The tax savings for the average homeowner under Gannon’s proposal would be about $13 per year. 

Board President Charles Ballard said the budget’s reserve fund, which is a major part of the balance, needed to be funded at 5 percent of the budget in order for the district to maintain a favorable bond rating. The rest of the fund balance is the difference between estimated and actual spending, which is hard to predict accurately, he said, especially given the volatile political climate in Harrisburg.

“We’re going to need every single penny” of that reserve, he predicted, arguing that Gannon’s proposal amounted to a “cosmetic change to make someone … feel better.”

In a 5-4 vote, the board defeated Gannon’s motion to reduce the fund balance, with Gannon and Directors Rebecca Heid, Michael Policano and Julian Solz voting in favor.
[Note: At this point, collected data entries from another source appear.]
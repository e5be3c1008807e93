//! Error types raised by the collaborators of the ledger client.
//!
//! Three families live here, one per external contract:
//!
//! - [`BookieError`] - a single bookie failed to serve a request
//! - [`PlacementError`] - the placement policy could not form or repair an ensemble
//! - [`MetadataError`] - the ledger-metadata store rejected a request
//!
//! plus [`ConfigError`], shared by every validating builder in the workspace.
//!
//! # Example
//!
//! ```
//! use quorumlog_cluster::{BookieError, BookieId, BookieResult};
//!
//! fn probe(bookie: &BookieId) -> BookieResult<()> {
//!     Err(BookieError::unavailable(bookie.clone()))
//! }
//! ```

use std::sync::Arc;

use thiserror::Error;

use crate::types::{BookieId, LedgerId};

/// A boxed error type for source chain tracking.
pub type BoxError = Arc<dyn std::error::Error + Send + Sync>;

/// Result type alias for bookie requests.
pub type BookieResult<T> = Result<T, BookieError>;

/// Result type alias for metadata-store requests.
pub type MetadataResult<T> = Result<T, MetadataError>;

/// Errors returned by a single bookie.
///
/// # Non-exhaustive
///
/// New variants may be added in future minor releases. Downstream match
/// expressions must include a wildcard arm (`_ =>`).
#[derive(Debug, Clone, Error)]
#[non_exhaustive]
pub enum BookieError {
    /// The bookie could not be reached.
    #[error("Bookie {bookie} unavailable")]
    Unavailable {
        /// The unreachable bookie.
        bookie: BookieId,
    },

    /// The bookie holds no data for the ledger.
    #[error("No such ledger {ledger_id}")]
    NoSuchLedger {
        /// Ledger that was requested.
        ledger_id: LedgerId,
    },

    /// The bookie holds the ledger but not the requested entry.
    #[error("No such entry {entry_id} in ledger {ledger_id}")]
    NoSuchEntry {
        /// Ledger that was requested.
        ledger_id: LedgerId,
        /// Entry that was requested.
        entry_id: i64,
    },

    /// The ledger was fenced by a recovering reader; regular adds are refused.
    #[error("Ledger {ledger_id} is fenced")]
    Fenced {
        /// The fenced ledger.
        ledger_id: LedgerId,
    },

    /// The master key presented with the request does not match the ledger.
    #[error("Unauthorized access to ledger {ledger_id}")]
    Unauthorized {
        /// Ledger that was requested.
        ledger_id: LedgerId,
    },

    /// The request did not complete within its deadline.
    #[error("Bookie request timed out")]
    Timeout,

    /// Any other bookie-side failure.
    #[error("Bookie internal error: {message}")]
    Internal {
        /// Description of the failure.
        message: String,
        /// The underlying error.
        #[source]
        source: Option<BoxError>,
    },
}

impl BookieError {
    /// Creates an `Unavailable` error for the given bookie.
    #[must_use]
    pub fn unavailable(bookie: BookieId) -> Self {
        Self::Unavailable { bookie }
    }

    /// Creates a `NoSuchLedger` error.
    #[must_use]
    pub fn no_such_ledger(ledger_id: LedgerId) -> Self {
        Self::NoSuchLedger { ledger_id }
    }

    /// Creates a `NoSuchEntry` error.
    #[must_use]
    pub fn no_such_entry(ledger_id: LedgerId, entry_id: i64) -> Self {
        Self::NoSuchEntry { ledger_id, entry_id }
    }

    /// Creates a `Fenced` error.
    #[must_use]
    pub fn fenced(ledger_id: LedgerId) -> Self {
        Self::Fenced { ledger_id }
    }

    /// Creates an `Unauthorized` error.
    #[must_use]
    pub fn unauthorized(ledger_id: LedgerId) -> Self {
        Self::Unauthorized { ledger_id }
    }

    /// Creates an `Internal` error with the given message.
    #[must_use]
    pub fn internal(message: impl Into<String>) -> Self {
        Self::Internal { message: message.into(), source: None }
    }

    /// Creates an `Internal` error with a message and source error.
    #[must_use]
    pub fn internal_with_source(
        message: impl Into<String>,
        source: impl std::error::Error + Send + Sync + 'static,
    ) -> Self {
        Self::Internal { message: message.into(), source: Some(Arc::new(source)) }
    }

    /// Returns `true` when the bookie answered and simply lacks the data.
    ///
    /// Such answers count towards read coverage, unlike transport failures.
    #[must_use]
    pub fn is_missing_data(&self) -> bool {
        matches!(self, Self::NoSuchLedger { .. } | Self::NoSuchEntry { .. })
    }

    /// Returns `true` when the bookie could not be reached at all.
    #[must_use]
    pub fn is_unreachable(&self) -> bool {
        matches!(self, Self::Unavailable { .. } | Self::Timeout)
    }
}

/// Errors returned by an [`EnsemblePlacementPolicy`](crate::EnsemblePlacementPolicy).
#[derive(Debug, Clone, Error)]
#[non_exhaustive]
pub enum PlacementError {
    /// Not enough writable bookies outside the excluded set.
    #[error("Not enough bookies: required {required}, available {available}")]
    NotEnoughBookies {
        /// Number of bookies the request needed.
        required: usize,
        /// Number of candidate bookies that were available.
        available: usize,
    },
}

/// Errors returned by a [`LedgerMetadataStore`](crate::LedgerMetadataStore).
#[derive(Debug, Clone, Error)]
#[non_exhaustive]
pub enum MetadataError {
    /// A ledger with this id already exists.
    #[error("Ledger {ledger_id} already exists")]
    LedgerExists {
        /// The conflicting ledger id.
        ledger_id: LedgerId,
    },

    /// No metadata is stored for the ledger.
    #[error("No such ledger {ledger_id}")]
    NoSuchLedger {
        /// The missing ledger id.
        ledger_id: LedgerId,
    },

    /// The stored version differs from the expected one.
    #[error("Metadata version conflict on ledger {ledger_id}: expected {expected}, found {actual}")]
    BadVersion {
        /// Ledger whose metadata was written.
        ledger_id: LedgerId,
        /// Version the writer expected.
        expected: u64,
        /// Version currently stored.
        actual: u64,
    },

    /// Any other store failure.
    #[error("Metadata store error: {message}")]
    Internal {
        /// Description of the failure.
        message: String,
        /// The underlying error.
        #[source]
        source: Option<BoxError>,
    },
}

impl MetadataError {
    /// Creates an `Internal` error with the given message.
    #[must_use]
    pub fn internal(message: impl Into<String>) -> Self {
        Self::Internal { message: message.into(), source: None }
    }
}

/// Configuration validation errors.
#[derive(Debug, Clone, PartialEq, Eq, Error)]
#[non_exhaustive]
pub enum ConfigError {
    /// A numeric field is below its minimum.
    #[error("{field} must be at least {min}, got {value}")]
    BelowMinimum {
        /// Name of the offending field.
        field: &'static str,
        /// Smallest accepted value.
        min: String,
        /// Value that was supplied.
        value: String,
    },

    /// A duration or count must be strictly positive.
    #[error("{field} must be positive, got {value}")]
    MustBePositive {
        /// Name of the offending field.
        field: &'static str,
        /// Value that was supplied.
        value: String,
    },

    /// Two fields violate an ordering constraint.
    #[error("{field} ({value}) must not exceed {limit_field} ({limit})")]
    Exceeds {
        /// Name of the offending field.
        field: &'static str,
        /// Value that was supplied.
        value: String,
        /// Name of the bounding field.
        limit_field: &'static str,
        /// Value of the bounding field.
        limit: String,
    },
}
The original budget, with the 1.8 percent real estate tax increase, then was passed, also by a 5-4 vote along the same lines with Ballard, Earnshaw, Fuller and Directors Samuel Rhodes and Terry Richwine voting in favor.

The new budget sets the millage rate at 46.15, meaning a homeowner with a house assessed at the district median 0f $65,400 will pay $3,018.

Earlier in the meeting Gannon was presented with a Carbon Lehigh Intermediate Unit service award for serving 15 years on the school board.